··· Data to use
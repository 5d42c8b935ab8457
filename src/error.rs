//! Error types for STL validation
//!
//! Two kinds of errors live here:
//!
//! - [`Error`] is returned by the library when validation cannot even start,
//!   for example because the file does not exist. These are not findings about
//!   the STL content.
//! - [`FormatError`] describes a fatal finding about the content itself (an
//!   unrecognized format, a grammar violation, a truncated record). It never
//!   escapes the library as an `Err`: its `Display` output becomes the message
//!   of a fatal diagnostic in the [`ValidationResult`](crate::ValidationResult).
//!
//! # Error Codes
//!
//! Error codes follow the pattern: `E<category><number>`
//!
//! Categories:
//! - **E1xxx**: I/O errors
//! - **E2xxx**: Format and structure errors
//!
//! ## Common Error Codes
//!
//! - `E1001`: I/O error reading file
//! - `E1002`: File not found
//! - `E1003`: Report serialization error
//! - `E2001`: Unrecognized format (neither ASCII nor binary STL)
//! - `E2002`: Binary facet count disagrees with file size
//! - `E2003`: Unexpected token in ASCII grammar
//! - `E2004`: Unexpected end of file
//! - `E2005`: Invalid or non-finite number
//! - `E2006`: Facet loop without exactly three vertices
//! - `E2007`: Content after `endsolid`
//! - `E2008`: Truncated binary record
//! - `E2009`: Text is not valid UTF-8
//! - `E2010`: Binary header shorter than 84 bytes

use std::io;
use std::path::PathBuf;
use thiserror::Error;

/// Result type for STL validation operations
pub type Result<T> = std::result::Result<T, Error>;

/// Errors that prevent validation from running at all
#[derive(Error, Debug)]
pub enum Error {
    /// IO error occurred while reading the file
    ///
    /// **Error Code**: E1001
    ///
    /// **Common Causes**:
    /// - Insufficient permissions
    /// - Path is a directory
    /// - Disk read error
    #[error("[E1001] I/O error: {0}")]
    Io(#[from] io::Error),

    /// The file to validate does not exist
    ///
    /// **Error Code**: E1002
    #[error("[E1002] File not found: {}", .0.display())]
    FileNotFound(PathBuf),

    /// The JSON report could not be serialized
    ///
    /// **Error Code**: E1003
    #[error("[E1003] Report serialization error: {0}")]
    Json(#[from] serde_json::Error),
}

/// Fatal findings about the content of an STL file
///
/// Every variant is rendered into a Structural or Unrecognized-format
/// diagnostic. Once one of these is found the pipeline stops before the
/// geometry checks.
#[derive(Error, Debug, Clone, PartialEq)]
pub enum FormatError {
    /// The bytes are neither a size-consistent binary STL nor text starting with `solid`
    ///
    /// **Error Code**: E2001
    ///
    /// **Suggestions**:
    /// - ASCII files must start with the keyword `solid`
    /// - Binary files must be exactly `84 + 50 * count` bytes long
    #[error(
        "[E2001] Unrecognized format: {size} bytes are neither an ASCII STL \
         (must start with 'solid') nor a binary STL (size must be 84 + 50 * facet count)"
    )]
    Unrecognized {
        /// Total size of the input in bytes
        size: usize,
    },

    /// A binary header declares a facet count the file size cannot hold
    ///
    /// **Error Code**: E2002
    #[error(
        "[E2002] Facet count mismatch: header declares {declared} facets \
         ({expected_size} bytes) but the file is {actual_size} bytes"
    )]
    CountMismatch {
        /// Facet count read from bytes 80..84
        declared: u32,
        /// File size implied by the declared count
        expected_size: u64,
        /// Actual file size
        actual_size: usize,
    },

    /// The ASCII grammar expected one token and found another
    ///
    /// **Error Code**: E2003
    #[error("[E2003] Expected '{expected}' but got '{found}'")]
    UnexpectedToken {
        /// What the grammar required at this point
        expected: String,
        /// The token actually present
        found: String,
    },

    /// The ASCII text ended in the middle of the grammar
    ///
    /// **Error Code**: E2004
    #[error("[E2004] Unexpected end of file, expected '{expected}'")]
    UnexpectedEof {
        /// What the grammar required at this point
        expected: String,
    },

    /// A numeric field did not hold a finite floating-point value
    ///
    /// **Error Code**: E2005
    ///
    /// **Suggestions**:
    /// - Use '.' as the decimal separator (e.g. "1.5", not "1,5")
    /// - NaN and infinity are not valid coordinates
    #[error(
        "[E2005] Invalid {field}: expected a finite floating-point number, got '{value}'"
    )]
    InvalidNumber {
        /// The field being parsed, e.g. "vertex y coordinate"
        field: String,
        /// The offending text (or the decoded value for binary records)
        value: String,
    },

    /// An `outer loop` held a vertex count other than three
    ///
    /// **Error Code**: E2006
    #[error("[E2006] Facet {facet} has {count} vertices, expected exactly 3")]
    VertexCount {
        /// Zero-based index of the offending facet
        facet: usize,
        /// Number of `vertex` lines found
        count: usize,
    },

    /// Tokens follow the closing `endsolid` line
    ///
    /// **Error Code**: E2007
    #[error("[E2007] Unexpected content after 'endsolid': '{found}'")]
    TrailingContent {
        /// First token after the solid
        found: String,
    },

    /// A binary record runs past the end of the buffer
    ///
    /// **Error Code**: E2008
    #[error(
        "[E2008] Binary facet {facet} is truncated: needs {needed} bytes, {available} available"
    )]
    Truncated {
        /// Zero-based index of the truncated record
        facet: usize,
        /// Bytes required for the record
        needed: usize,
        /// Bytes left in the buffer
        available: usize,
    },

    /// ASCII input is not valid UTF-8
    ///
    /// **Error Code**: E2009
    #[error(
        "[E2009] Text is not valid UTF-8 (invalid byte sequence at offset {offset})"
    )]
    InvalidUtf8 {
        /// Byte offset of the first invalid sequence
        offset: usize,
    },

    /// A binary buffer too short to hold the header and facet count
    ///
    /// **Error Code**: E2010
    #[error("[E2010] Binary header is truncated: {size} bytes, need at least 84")]
    TruncatedHeader {
        /// Total size of the input in bytes
        size: usize,
    },
}

impl FormatError {
    /// Create an UnexpectedToken error
    ///
    /// # Example
    /// ```ignore
    /// FormatError::unexpected_token("endloop", "vertex")
    /// ```
    pub fn unexpected_token(expected: &str, found: &str) -> Self {
        FormatError::UnexpectedToken {
            expected: expected.to_string(),
            found: found.to_string(),
        }
    }

    /// Create an UnexpectedEof error
    pub fn unexpected_eof(expected: &str) -> Self {
        FormatError::UnexpectedEof {
            expected: expected.to_string(),
        }
    }

    /// Create an InvalidNumber error
    ///
    /// # Arguments
    /// * `field` - The field being parsed (e.g. "vertex x coordinate")
    /// * `value` - The value that failed to parse
    pub fn invalid_number(field: &str, value: &str) -> Self {
        FormatError::InvalidNumber {
            field: field.to_string(),
            value: value.to_string(),
        }
    }

    /// Whether this finding comes from format detection rather than a parser
    pub fn is_unrecognized(&self) -> bool {
        matches!(self, FormatError::Unrecognized { .. })
    }
}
······
Activity:
Go back to the listing above. Copy word for word the lines from the one with "- **E1xxx**: I/O errors" through the one with "in ASCII grammar", and nothing more.

Result of this task:
//! - **E1xxx**: I/O errors
//! - **E2xxx**: Format and structure errors
//!
//! ## Common Error Codes
//!
//! - `E1001`: I/O error reading file
//! - `E1002`: File not found
//! - `E1003`: Report serialization error
//! - `E2001`: Unrecognized format (neither ASCII nor binary STL)
//! - `E2002`: Binary facet count disagrees with file size
//! - `E2003`: Unexpected token in ASCII grammar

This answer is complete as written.